SOURCE MATERIAL:
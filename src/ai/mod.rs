//! AI-backed suggestions: print DPI, related-image generation, and
//! model-chosen compression.
//!
//! The model is an external collaborator behind the [`SuggestionService`]
//! trait. [`HttpSuggestionService`](client::HttpSuggestionService) talks to an
//! OpenAI-compatible API; tests use a mock. Images cross the boundary as
//! [data URIs](data_uri).
//!
//! AI compression never lets the model produce pixels: the model only picks a
//! quality, and the image is encoded locally with the pipeline's JPEG encoder.
//!
//! Calls are blocking, made once, and never retried. Every failure surfaces as
//! a [`RemoteServiceError`].

pub mod client;
pub mod data_uri;

pub use client::HttpSuggestionService;

use crate::imaging::{
    CompressionReport, CompressionSetting, ImageBackend, PipelineError, PrintSize, Quality,
    SourceFile, compress_image,
};
use serde::{Deserialize, Serialize};
use thiserror::Error;
use tracing::info;

/// DPI assumed when the caller does not know the image's current DPI.
pub const DEFAULT_CURRENT_DPI: u32 = 72;

#[derive(Error, Debug)]
pub enum RemoteServiceError {
    #[error("request failed: {0}")]
    Transport(#[from] reqwest::Error),
    #[error("service returned {status}: {message}")]
    Status { status: u16, message: String },
    #[error("malformed response: {0}")]
    Malformed(String),
    #[error("API key not set (expected in ${0})")]
    MissingCredentials(String),
    #[error("invalid data URI: {0}")]
    InvalidDataUri(String),
}

/// Errors of the flows that mix a remote call with local encoding.
#[derive(Error, Debug)]
pub enum AiError {
    #[error(transparent)]
    Remote(#[from] RemoteServiceError),
    #[error(transparent)]
    Pipeline(#[from] PipelineError),
}

#[derive(Debug, Clone, PartialEq, Serialize, Deserialize)]
pub struct DpiSuggestionRequest {
    pub photo_data_uri: String,
    pub current_dpi: u32,
    pub desired_print_size: PrintSize,
}

impl DpiSuggestionRequest {
    pub fn new(
        photo_data_uri: String,
        current_dpi: Option<u32>,
        desired_print_size: PrintSize,
    ) -> Self {
        Self {
            photo_data_uri,
            current_dpi: current_dpi.filter(|&d| d > 0).unwrap_or(DEFAULT_CURRENT_DPI),
            desired_print_size,
        }
    }
}

#[derive(Debug, Clone, PartialEq, Serialize, Deserialize)]
pub struct DpiSuggestion {
    pub suggested_dpi: u32,
    pub action_suggestion: String,
}

impl DpiSuggestion {
    /// Read the model's JSON answer. A missing or non-positive DPI is malformed.
    pub fn from_model_json(value: &serde_json::Value) -> Result<Self, RemoteServiceError> {
        let dpi = value
            .get("suggested_dpi")
            .and_then(serde_json::Value::as_f64)
            .filter(|d| d.is_finite() && d.round() >= 1.0)
            .ok_or_else(|| RemoteServiceError::Malformed("missing or zero suggested_dpi".into()))?;
        let action = value
            .get("action_suggestion")
            .and_then(serde_json::Value::as_str)
            .unwrap_or_default()
            .trim()
            .to_string();
        Ok(Self {
            suggested_dpi: dpi.round().min(u32::MAX as f64) as u32,
            action_suggestion: action,
        })
    }
}

#[derive(Debug, Clone, PartialEq, Eq, Serialize, Deserialize)]
pub struct RelatedImageRequest {
    pub source_image: String,
    pub prompt: Option<String>,
}

#[derive(Debug, Clone, PartialEq, Eq, Serialize, Deserialize)]
pub struct RelatedImage {
    pub related_image: String,
}

/// Ask the model for a quality. `compression_level` is a guide when present.
#[derive(Debug, Clone, PartialEq, Eq, Serialize, Deserialize)]
pub struct CompressionSuggestionRequest {
    pub image_data_uri: String,
    pub compression_level: Option<u32>,
}

#[derive(Debug, Clone, PartialEq, Eq, Serialize, Deserialize)]
pub struct CompressionSuggestion {
    pub quality: Quality,
    pub optimization_details: String,
}

impl CompressionSuggestion {
    pub fn from_model_json(value: &serde_json::Value) -> Result<Self, RemoteServiceError> {
        let quality = value
            .get("quality")
            .and_then(serde_json::Value::as_f64)
            .filter(|q| q.is_finite() && *q >= 0.0)
            .ok_or_else(|| RemoteServiceError::Malformed("missing quality".into()))?;
        let details = value
            .get("optimization_details")
            .and_then(serde_json::Value::as_str)
            .unwrap_or_default()
            .trim()
            .to_string();
        Ok(Self {
            quality: Quality::new(quality.round().min(100.0) as u32),
            optimization_details: details,
        })
    }
}

/// The hosted model, as seen by the tools.
pub trait SuggestionService {
    fn suggest_dpi(
        &self,
        request: &DpiSuggestionRequest,
    ) -> Result<DpiSuggestion, RemoteServiceError>;

    fn generate_related(
        &self,
        request: &RelatedImageRequest,
    ) -> Result<RelatedImage, RemoteServiceError>;

    fn suggest_compression(
        &self,
        request: &CompressionSuggestionRequest,
    ) -> Result<CompressionSuggestion, RemoteServiceError>;
}

/// Turn a [`CompressionSetting`] into a concrete quality, asking the model
/// only for [`CompressionSetting::AiSuggested`]. The second value is the
/// model's explanation, if it was consulted.
pub fn resolve_quality(
    service: &impl SuggestionService,
    setting: CompressionSetting,
    image_data_uri: &str,
) -> Result<(Quality, Option<String>), RemoteServiceError> {
    match setting {
        CompressionSetting::Fixed(quality) => Ok((quality, None)),
        CompressionSetting::AiSuggested => {
            let suggestion = service.suggest_compression(&CompressionSuggestionRequest {
                image_data_uri: image_data_uri.to_string(),
                compression_level: None,
            })?;
            Ok((suggestion.quality, Some(suggestion.optimization_details)))
        }
    }
}

#[derive(Debug, Clone, PartialEq, Eq, Serialize, Deserialize)]
pub struct AiCompressionRequest {
    pub image_data_uri: String,
    pub compression_level: Option<u32>,
}

#[derive(Debug, Clone, PartialEq, Eq)]
pub struct AiCompressionResponse {
    pub compressed_image_data_uri: String,
    pub optimization_details: String,
    pub report: CompressionReport,
}

/// Compress a data-URI image to JPEG. The requested level is used as-is;
/// without one the model picks it.
pub fn compress_image_with_ai(
    service: &impl SuggestionService,
    backend: &impl ImageBackend,
    request: &AiCompressionRequest,
) -> Result<AiCompressionResponse, AiError> {
    let source = data_uri::decode(&request.image_data_uri)?;
    let setting = match request.compression_level {
        Some(level) => CompressionSetting::Fixed(Quality::new(level)),
        None => CompressionSetting::AiSuggested,
    };
    let (quality, details) = resolve_quality(service, setting, &request.image_data_uri)?;

    let file = SourceFile::new("image", source.bytes, Some(&source.mime));
    let compressed = compress_image(backend, &file, quality)?;
    info!(quality = quality.value(), ai_chosen = details.is_some(), "AI compression");

    let optimization_details = details
        .filter(|d| !d.is_empty())
        .unwrap_or_else(|| format!("Re-encoded as JPEG at quality {quality}."));
    Ok(AiCompressionResponse {
        compressed_image_data_uri: data_uri::encode("image/jpeg", &compressed.output.bytes),
        optimization_details,
        report: compressed.report,
    })
}
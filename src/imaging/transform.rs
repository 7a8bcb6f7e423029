//! Pixel operations over [`Surface`]s: resize, crop and composite.
//!
//! None of these touch codecs; they take surfaces and return new ones.

use super::calculations::composite_dimensions;
use super::params::{CropRegion, Dimensions, MergeDirection};
use super::surface::Surface;
use image::imageops::{self, FilterType};
use thiserror::Error;

#[derive(Error, Debug, Clone, PartialEq, Eq)]
pub enum CropError {
    #[error(
        "crop region {}x{} at ({}, {}) is outside the {image} image",
        region.width, region.height, region.x, region.y
    )]
    OutOfBounds {
        region: CropRegion,
        image: Dimensions,
    },
}

#[derive(Error, Debug, Clone, PartialEq, Eq)]
pub enum MergeError {
    #[error("merging needs at least 2 images, got {0}")]
    NotEnoughImages(usize),
    #[error("merged image would be too large")]
    TooLarge,
}

/// Resize to exactly `dims`, ignoring the source aspect ratio.
///
/// Downscaling on both axes uses area averaging; anything else uses
/// bilinear interpolation.
pub fn resize(image: &Surface, dims: Dimensions) -> Surface {
    if image.dimensions() == dims {
        return image.clone();
    }
    let (w, h) = (dims.width(), dims.height());
    let pixels = if w <= image.width() && h <= image.height() {
        imageops::thumbnail(image.pixels(), w, h)
    } else {
        imageops::resize(image.pixels(), w, h, FilterType::Triangle)
    };
    Surface::from_rgba(pixels).unwrap_or_else(|| Surface::new(dims))
}

/// Copy exactly `region` into a new surface. Never clamps.
pub fn crop(image: &Surface, region: CropRegion) -> Result<Surface, CropError> {
    let bounds = image.dimensions();
    if !region.fits_within(bounds) {
        return Err(CropError::OutOfBounds {
            region,
            image: bounds,
        });
    }
    let view = imageops::crop_imm(image.pixels(), region.x, region.y, region.width, region.height);
    Surface::from_rgba(view.to_image()).ok_or(CropError::OutOfBounds {
        region,
        image: bounds,
    })
}

/// Concatenate images along `direction` in input order.
///
/// Every image is first normalized to the first image's dimensions.
pub fn composite(images: &[Surface], direction: MergeDirection) -> Result<Surface, MergeError> {
    let [first, ..] = images else {
        return Err(MergeError::NotEnoughImages(0));
    };
    if images.len() < 2 {
        return Err(MergeError::NotEnoughImages(images.len()));
    }

    let reference = first.dimensions();
    let count = u32::try_from(images.len()).map_err(|_| MergeError::TooLarge)?;
    let total = composite_dimensions(reference, count, direction).ok_or(MergeError::TooLarge)?;

    let mut canvas = Surface::new(total);
    for (i, image) in images.iter().enumerate() {
        let offset = i as i64;
        let (x, y) = match direction {
            MergeDirection::Horizontal => (offset * reference.width() as i64, 0),
            MergeDirection::Vertical => (0, offset * reference.height() as i64),
        };
        if image.dimensions() == reference {
            canvas.place(image, x, y);
        } else {
            canvas.place(&resize(image, reference), x, y);
        }
    }
    Ok(canvas)
}

#[cfg(test)]
mod tests {
    use super::*;
    use image::Rgba;

    fn dims(w: u32, h: u32) -> Dimensions {
        Dimensions::new(w, h).unwrap()
    }

    fn solid(w: u32, h: u32, color: [u8; 4]) -> Surface {
        Surface::filled(dims(w, h), Rgba(color))
    }

    const RED: [u8; 4] = [255, 0, 0, 255];
    const BLUE: [u8; 4] = [0, 0, 255, 255];

    // =========================================================================
    // resize
    // =========================================================================

    #[test]
    fn resize_produces_exact_dimensions() {
        let src = solid(37, 23, RED);
        for (w, h) in [(1, 1), (10, 50), (37, 23), (74, 46), (200, 3), (5, 100)] {
            let out = resize(&src, dims(w, h));
            assert_eq!((out.width(), out.height()), (w, h));
        }
    }

    #[test]
    fn resize_preserves_solid_color() {
        let out = resize(&solid(100, 80, BLUE), dims(30, 20));
        assert!(out.pixels().pixels().all(|p| p.0 == BLUE));
        let up = resize(&solid(10, 8, BLUE), dims(40, 32));
        assert!(up.pixels().pixels().all(|p| p.0 == BLUE));
    }

    // =========================================================================
    // crop
    // =========================================================================

    #[test]
    fn crop_full_region_is_identity_on_dimensions() {
        let src = solid(64, 48, RED);
        let out = crop(&src, CropRegion::full(src.dimensions())).unwrap();
        assert_eq!(out.dimensions(), src.dimensions());
    }

    #[test]
    fn crop_copies_exact_region() {
        let mut src = solid(10, 10, RED);
        src.place(&solid(2, 2, BLUE), 4, 6);
        let region = CropRegion {
            x: 4,
            y: 6,
            width: 2,
            height: 2,
        };
        let out = crop(&src, region).unwrap();
        assert_eq!((out.width(), out.height()), (2, 2));
        assert!(out.pixels().pixels().all(|p| p.0 == BLUE));
    }

    #[test]
    fn crop_out_of_bounds_fails_without_clamping() {
        let src = solid(10, 10, RED);
        let region = CropRegion {
            x: 5,
            y: 5,
            width: 6,
            height: 2,
        };
        assert_eq!(
            crop(&src, region),
            Err(CropError::OutOfBounds {
                region,
                image: dims(10, 10)
            })
        );
    }

    // =========================================================================
    // composite
    // =========================================================================

    #[test]
    fn composite_horizontal_places_in_order() {
        let out = composite(&[solid(4, 3, RED), solid(4, 3, BLUE)], MergeDirection::Horizontal)
            .unwrap();
        assert_eq!((out.width(), out.height()), (8, 3));
        for y in 0..3 {
            for x in 0..4 {
                assert_eq!(out.pixels().get_pixel(x, y).0, RED);
                assert_eq!(out.pixels().get_pixel(x + 4, y).0, BLUE);
            }
        }
    }

    #[test]
    fn composite_vertical_normalizes_to_first() {
        let images = [solid(400, 300, RED), solid(500, 300, BLUE)];
        let out = composite(&images, MergeDirection::Vertical).unwrap();
        assert_eq!((out.width(), out.height()), (400, 600));
        assert_eq!(out.pixels().get_pixel(399, 299).0, RED);
        assert_eq!(out.pixels().get_pixel(399, 300).0, BLUE);
    }

    #[test]
    fn composite_needs_two_images() {
        assert_eq!(
            composite(&[], MergeDirection::Horizontal),
            Err(MergeError::NotEnoughImages(0))
        );
        assert_eq!(
            composite(&[solid(2, 2, RED)], MergeDirection::Vertical),
            Err(MergeError::NotEnoughImages(1))
        );
    }
}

BRIEF:
In the records above, some lines may contain the word "imageops"; copy every one of them.

ANSWER FOR THE TASK:
use image::imageops::{self, FilterType};
        imageops::thumbnail(image.pixels(), w, h)
        imageops::resize(image.pixels(), w, h, FilterType::Triangle)
    let view = imageops::crop_imm(image.pixels(), region.x, region.y, region.width, region.height);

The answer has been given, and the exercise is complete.